**What to produce**
From the entries below, retype only the lines from the one with "let bytes = forgiving_base64_decode(&data, context)?;" through the one with "let rocket: Vec<u16>", exactly as written.

**Material to process**
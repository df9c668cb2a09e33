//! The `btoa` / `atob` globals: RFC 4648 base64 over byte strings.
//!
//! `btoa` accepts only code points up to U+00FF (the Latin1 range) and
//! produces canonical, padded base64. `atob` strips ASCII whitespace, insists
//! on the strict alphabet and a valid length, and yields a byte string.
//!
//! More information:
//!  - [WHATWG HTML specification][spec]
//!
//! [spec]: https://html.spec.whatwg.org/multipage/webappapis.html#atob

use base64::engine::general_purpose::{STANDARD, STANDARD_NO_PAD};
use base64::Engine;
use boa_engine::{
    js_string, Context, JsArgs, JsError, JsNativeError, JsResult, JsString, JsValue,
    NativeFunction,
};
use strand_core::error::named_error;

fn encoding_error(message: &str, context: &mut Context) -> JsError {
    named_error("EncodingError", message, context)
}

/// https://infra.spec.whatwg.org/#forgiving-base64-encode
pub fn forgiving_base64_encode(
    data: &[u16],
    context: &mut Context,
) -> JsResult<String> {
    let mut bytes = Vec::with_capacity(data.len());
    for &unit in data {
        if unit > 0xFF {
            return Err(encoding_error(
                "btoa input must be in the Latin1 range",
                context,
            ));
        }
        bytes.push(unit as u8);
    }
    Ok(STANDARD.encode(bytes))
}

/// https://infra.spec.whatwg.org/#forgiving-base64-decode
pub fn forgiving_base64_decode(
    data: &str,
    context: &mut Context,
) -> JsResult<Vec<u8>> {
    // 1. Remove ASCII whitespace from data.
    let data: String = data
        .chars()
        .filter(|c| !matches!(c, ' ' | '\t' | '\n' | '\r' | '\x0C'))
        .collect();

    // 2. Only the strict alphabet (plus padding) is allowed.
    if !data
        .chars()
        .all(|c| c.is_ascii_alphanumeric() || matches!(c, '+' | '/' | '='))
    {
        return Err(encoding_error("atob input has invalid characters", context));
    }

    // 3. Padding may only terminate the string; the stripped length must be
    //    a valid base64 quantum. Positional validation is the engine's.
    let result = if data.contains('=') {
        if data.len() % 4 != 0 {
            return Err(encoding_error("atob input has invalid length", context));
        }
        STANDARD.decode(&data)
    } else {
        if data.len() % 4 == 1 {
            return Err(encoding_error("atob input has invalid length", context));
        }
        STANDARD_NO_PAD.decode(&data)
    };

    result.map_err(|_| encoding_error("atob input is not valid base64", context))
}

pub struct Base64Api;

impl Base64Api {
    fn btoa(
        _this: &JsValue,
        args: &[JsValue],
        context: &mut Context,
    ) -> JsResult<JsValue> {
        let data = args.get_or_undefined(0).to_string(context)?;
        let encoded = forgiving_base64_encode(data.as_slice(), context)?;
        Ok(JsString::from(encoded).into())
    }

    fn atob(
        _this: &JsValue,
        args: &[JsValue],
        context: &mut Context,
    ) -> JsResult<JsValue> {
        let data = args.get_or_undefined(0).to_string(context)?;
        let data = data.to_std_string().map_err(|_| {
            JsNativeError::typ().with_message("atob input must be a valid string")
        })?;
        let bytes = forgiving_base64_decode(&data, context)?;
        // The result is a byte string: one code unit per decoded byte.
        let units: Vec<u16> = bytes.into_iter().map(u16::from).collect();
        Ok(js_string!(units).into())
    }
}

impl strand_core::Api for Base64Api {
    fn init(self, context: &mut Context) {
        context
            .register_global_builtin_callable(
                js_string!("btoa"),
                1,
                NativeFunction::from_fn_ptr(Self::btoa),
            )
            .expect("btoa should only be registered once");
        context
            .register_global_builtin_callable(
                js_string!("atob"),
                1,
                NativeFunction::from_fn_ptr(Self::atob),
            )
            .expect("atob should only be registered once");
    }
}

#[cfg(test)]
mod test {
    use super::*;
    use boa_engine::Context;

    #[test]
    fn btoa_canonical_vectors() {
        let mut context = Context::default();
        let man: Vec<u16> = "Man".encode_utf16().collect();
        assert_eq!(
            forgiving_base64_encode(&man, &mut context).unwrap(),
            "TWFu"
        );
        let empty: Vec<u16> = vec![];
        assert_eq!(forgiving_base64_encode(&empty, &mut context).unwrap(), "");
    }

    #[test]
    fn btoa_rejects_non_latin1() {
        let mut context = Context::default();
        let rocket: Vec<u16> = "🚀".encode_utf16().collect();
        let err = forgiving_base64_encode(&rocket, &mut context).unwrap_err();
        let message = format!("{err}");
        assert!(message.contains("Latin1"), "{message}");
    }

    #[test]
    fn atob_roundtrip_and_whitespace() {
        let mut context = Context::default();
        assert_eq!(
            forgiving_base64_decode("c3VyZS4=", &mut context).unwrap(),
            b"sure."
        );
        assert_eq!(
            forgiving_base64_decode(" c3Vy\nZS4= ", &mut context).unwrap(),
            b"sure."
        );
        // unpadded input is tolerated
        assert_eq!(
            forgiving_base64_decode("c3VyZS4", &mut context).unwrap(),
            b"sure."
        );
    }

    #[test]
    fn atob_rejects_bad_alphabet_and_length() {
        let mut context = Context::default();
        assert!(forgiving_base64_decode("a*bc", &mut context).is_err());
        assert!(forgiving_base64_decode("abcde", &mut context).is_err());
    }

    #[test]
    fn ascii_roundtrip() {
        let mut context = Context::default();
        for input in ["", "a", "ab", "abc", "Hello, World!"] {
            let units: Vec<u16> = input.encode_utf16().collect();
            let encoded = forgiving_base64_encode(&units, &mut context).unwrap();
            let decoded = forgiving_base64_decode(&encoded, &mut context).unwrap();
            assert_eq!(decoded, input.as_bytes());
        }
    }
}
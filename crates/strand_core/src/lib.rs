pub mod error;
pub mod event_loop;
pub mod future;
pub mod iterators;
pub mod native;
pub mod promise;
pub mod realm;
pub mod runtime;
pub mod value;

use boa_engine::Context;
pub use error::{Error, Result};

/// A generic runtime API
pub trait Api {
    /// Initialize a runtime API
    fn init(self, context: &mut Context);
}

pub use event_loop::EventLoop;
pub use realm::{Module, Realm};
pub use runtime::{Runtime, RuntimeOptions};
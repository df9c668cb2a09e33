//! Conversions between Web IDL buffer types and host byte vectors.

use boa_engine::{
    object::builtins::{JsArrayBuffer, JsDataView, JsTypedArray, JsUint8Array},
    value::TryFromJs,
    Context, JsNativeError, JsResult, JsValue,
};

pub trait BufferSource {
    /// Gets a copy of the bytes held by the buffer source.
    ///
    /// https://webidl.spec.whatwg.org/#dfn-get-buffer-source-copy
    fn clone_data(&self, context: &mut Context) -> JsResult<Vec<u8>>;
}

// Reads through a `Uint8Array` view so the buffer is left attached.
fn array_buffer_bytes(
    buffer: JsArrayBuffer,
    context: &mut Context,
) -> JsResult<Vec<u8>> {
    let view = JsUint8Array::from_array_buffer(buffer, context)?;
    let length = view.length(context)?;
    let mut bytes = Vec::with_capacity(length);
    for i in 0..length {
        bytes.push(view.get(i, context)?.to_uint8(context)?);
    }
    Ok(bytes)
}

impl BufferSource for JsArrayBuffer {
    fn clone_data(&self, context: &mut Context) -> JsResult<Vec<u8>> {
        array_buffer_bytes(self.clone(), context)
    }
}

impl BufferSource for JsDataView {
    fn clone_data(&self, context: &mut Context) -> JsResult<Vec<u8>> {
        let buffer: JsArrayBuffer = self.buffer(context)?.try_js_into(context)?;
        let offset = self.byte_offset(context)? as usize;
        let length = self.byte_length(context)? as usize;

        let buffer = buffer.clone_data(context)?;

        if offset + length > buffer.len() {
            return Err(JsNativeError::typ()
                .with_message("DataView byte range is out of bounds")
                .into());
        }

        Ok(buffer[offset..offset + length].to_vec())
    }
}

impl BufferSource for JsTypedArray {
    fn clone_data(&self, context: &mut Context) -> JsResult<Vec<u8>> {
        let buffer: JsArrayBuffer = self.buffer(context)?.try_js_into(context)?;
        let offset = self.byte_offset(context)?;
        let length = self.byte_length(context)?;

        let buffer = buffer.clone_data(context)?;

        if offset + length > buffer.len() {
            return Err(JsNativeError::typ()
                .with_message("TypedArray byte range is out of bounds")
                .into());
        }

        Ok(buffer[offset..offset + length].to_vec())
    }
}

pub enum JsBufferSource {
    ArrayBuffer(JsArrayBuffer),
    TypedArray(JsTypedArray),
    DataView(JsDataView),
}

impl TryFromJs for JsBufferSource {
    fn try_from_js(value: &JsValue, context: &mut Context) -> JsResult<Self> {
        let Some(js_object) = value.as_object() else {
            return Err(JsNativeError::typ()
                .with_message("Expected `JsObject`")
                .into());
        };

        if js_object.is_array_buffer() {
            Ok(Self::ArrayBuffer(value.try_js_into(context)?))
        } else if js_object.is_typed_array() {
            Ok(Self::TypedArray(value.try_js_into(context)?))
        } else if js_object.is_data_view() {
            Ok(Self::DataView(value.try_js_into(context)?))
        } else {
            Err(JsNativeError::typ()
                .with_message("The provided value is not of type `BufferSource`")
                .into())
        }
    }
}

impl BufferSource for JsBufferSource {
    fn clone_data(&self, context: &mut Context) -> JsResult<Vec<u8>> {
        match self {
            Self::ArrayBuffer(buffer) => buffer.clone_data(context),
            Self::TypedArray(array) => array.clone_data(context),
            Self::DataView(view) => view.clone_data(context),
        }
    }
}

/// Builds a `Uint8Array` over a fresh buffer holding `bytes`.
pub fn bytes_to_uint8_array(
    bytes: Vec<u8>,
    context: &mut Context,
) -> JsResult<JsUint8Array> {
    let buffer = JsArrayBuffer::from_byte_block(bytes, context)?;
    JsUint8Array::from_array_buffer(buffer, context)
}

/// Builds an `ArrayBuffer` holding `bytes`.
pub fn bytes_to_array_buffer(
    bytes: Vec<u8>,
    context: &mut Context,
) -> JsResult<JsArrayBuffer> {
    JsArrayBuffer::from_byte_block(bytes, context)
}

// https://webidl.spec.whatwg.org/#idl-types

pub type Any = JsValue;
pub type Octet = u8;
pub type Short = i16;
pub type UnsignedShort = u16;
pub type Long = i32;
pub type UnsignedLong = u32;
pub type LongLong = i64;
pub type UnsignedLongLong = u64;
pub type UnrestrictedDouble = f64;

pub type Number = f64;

**Task output**
        let bytes = forgiving_base64_decode(&data, context)?;
        // The result is a byte string: one code unit per decoded byte.
        let units: Vec<u16> = bytes.into_iter().map(u16::from).collect();
        Ok(js_string!(units).into())
    }
}

impl strand_core::Api for Base64Api {
    fn init(self, context: &mut Context) {
        context
            .register_global_builtin_callable(
                js_string!("btoa"),
                1,
                NativeFunction::from_fn_ptr(Self::btoa),
            )
            .expect("btoa should only be registered once");
        context
            .register_global_builtin_callable(
                js_string!("atob"),
                1,
                NativeFunction::from_fn_ptr(Self::atob),
            )
            .expect("atob should only be registered once");
    }
}

#[cfg(test)]
mod test {
    use super::*;
    use boa_engine::Context;

    #[test]
    fn btoa_canonical_vectors() {
        let mut context = Context::default();
        let man: Vec<u16> = "Man".encode_utf16().collect();
        assert_eq!(
            forgiving_base64_encode(&man, &mut context).unwrap(),
            "TWFu"
        );
        let empty: Vec<u16> = vec![];
        assert_eq!(forgiving_base64_encode(&empty, &mut context).unwrap(), "");
    }

    #[test]
    fn btoa_rejects_non_latin1() {
        let mut context = Context::default();
        let rocket: Vec<u16> = "🚀".encode_utf16().collect();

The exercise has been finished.